Key Points
- Use the highest‑yield diagnostic test early; do not let testing delay time‑critical therapy.
- Set objective targets (hemodynamic, neurologic, respiratory) and reassess frequently.
- Plan definitive source control or immunomodulation when indicated; document follow‑up and patient education.
Algorithm
- Stop suspected culprit drugs immediately; list all non‑essential meds.
- Admit to burn/ICU; calculate SCORTEN; begin aggressive wound and fluid management.
- Initiate early enteral nutrition and pain control; strict infection surveillance.
- Consider cyclosporine or etanercept in experienced centers; discuss IVIG on case basis.

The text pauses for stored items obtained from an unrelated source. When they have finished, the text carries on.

use actix_web::{
    body::MessageBody,
    dev::{ServiceRequest, ServiceResponse},
    middleware::Next,
    web, Error, HttpMessage, HttpRequest,
};

use crate::{api::error, configs::TokenSettings, utils::Claims};

/// Resolves the caller from `Authorization: Bearer <token>`. The caller id is
/// only ever taken from the verified token, never from request payloads.
pub async fn authentication<B>(
    req: ServiceRequest,
    next: Next<B>,
) -> Result<ServiceResponse<B>, Error>
where
    B: MessageBody + 'static,
{
    let auth = req.headers().get("Authorization").and_then(|h| h.to_str().ok());
    let token = match auth.and_then(|h| h.strip_prefix("Bearer ")) {
        Some(t) => t,
        None => {
            return Err(error::Error::unauthorized("Unauthorized").into());
        }
    };

    let settings = req.app_data::<web::Data<TokenSettings>>().ok_or_else(|| {
        log::error!("TokenSettings missing from app data");
        error::Error::InternalServer
    })?;

    let claims = Claims::decode(token, settings.secret.as_bytes())
        .map_err(|_| error::Error::unauthorized("Token Invalid or Expired"))?;

    req.extensions_mut().insert(claims);

    next.call(req).await
}

pub fn get_extensions<T: Clone + 'static>(req: &HttpRequest) -> Result<T, error::Error> {
    req.extensions()
        .get::<T>()
        .cloned()
        .ok_or_else(|| error::Error::unauthorized("Unauthorized"))
}

pub fn get_claims(req: &HttpRequest) -> Result<Claims, error::Error> {
    get_extensions::<Claims>(req)
}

- Plan ophthalmology/urogenital care to prevent sequelae; arrange rehab and dermatology follow‑up.
Clinical Synopsis & Reasoning
Life‑threatening epidermal necrosis usually triggered by medications. Stop culprit drug, admit to burn/ICU, apply SCORTEN for prognosis, and provide meticulous wound, fluid, and infection care. Consider cyclosporine or etanercept in selected cases; IVIG evidence mixed.
Treatment Strategy & Disposition
Stabilize ABCs. Initiate guideline‑concordant first‑line therapy with precise dosing and continuous monitoring. Escalate to advanced or procedural interventions based on explicit failure criteria. Define ICU, step‑down, and ward disposition triggers; involve specialty teams early.
Epidemiology / Risk Factors
- Risk varies by comorbidity and precipitants; see citations for condition‑specific data.
Investigations
| Test | Role / Rationale | Typical Findings | Notes |
|---|---|---|---|
| Medication history 1–3 weeks prior | Etiology | High‑risk drugs (e.g., sulfonamides, allopurinol, anticonvulsants) | Identify culprit |
| SCORTEN variables | Prognosis | Age, TBSA, malignancy, HR, BUN, bicarb, glucose | Calculate on day 1 and 3 |
| Cultures only if infected | Infection control | Secondary sepsis risk | Avoid routine prophylactic antibiotics |
Pharmacology
| Medication/Intervention | Mechanism | Onset | Role in Therapy | Limitations |
|---|---|---|---|---|
| Cyclosporine 3–5 mg/kg/day | Immunomodulator | Days | May reduce mortality/time to re‑epithelialization | Monitor renal/BP |
| Etanercept 50 mg SC once (± repeat) | TNF‑α inhibitor | Days | Emerging evidence for benefit | Infection risk |
| IVIG 2 g/kg total (variable) | Immunotherapy | Days | Mixed evidence | Volume load, cost |
| Supportive burn‑style care | Protocolized | Immediate | Core of therapy | Fluids, temperature, nutrition, wound care |
Prognosis / Complications
- Outcome depends on timeliness of diagnosis and definitive therapy; monitor for complications.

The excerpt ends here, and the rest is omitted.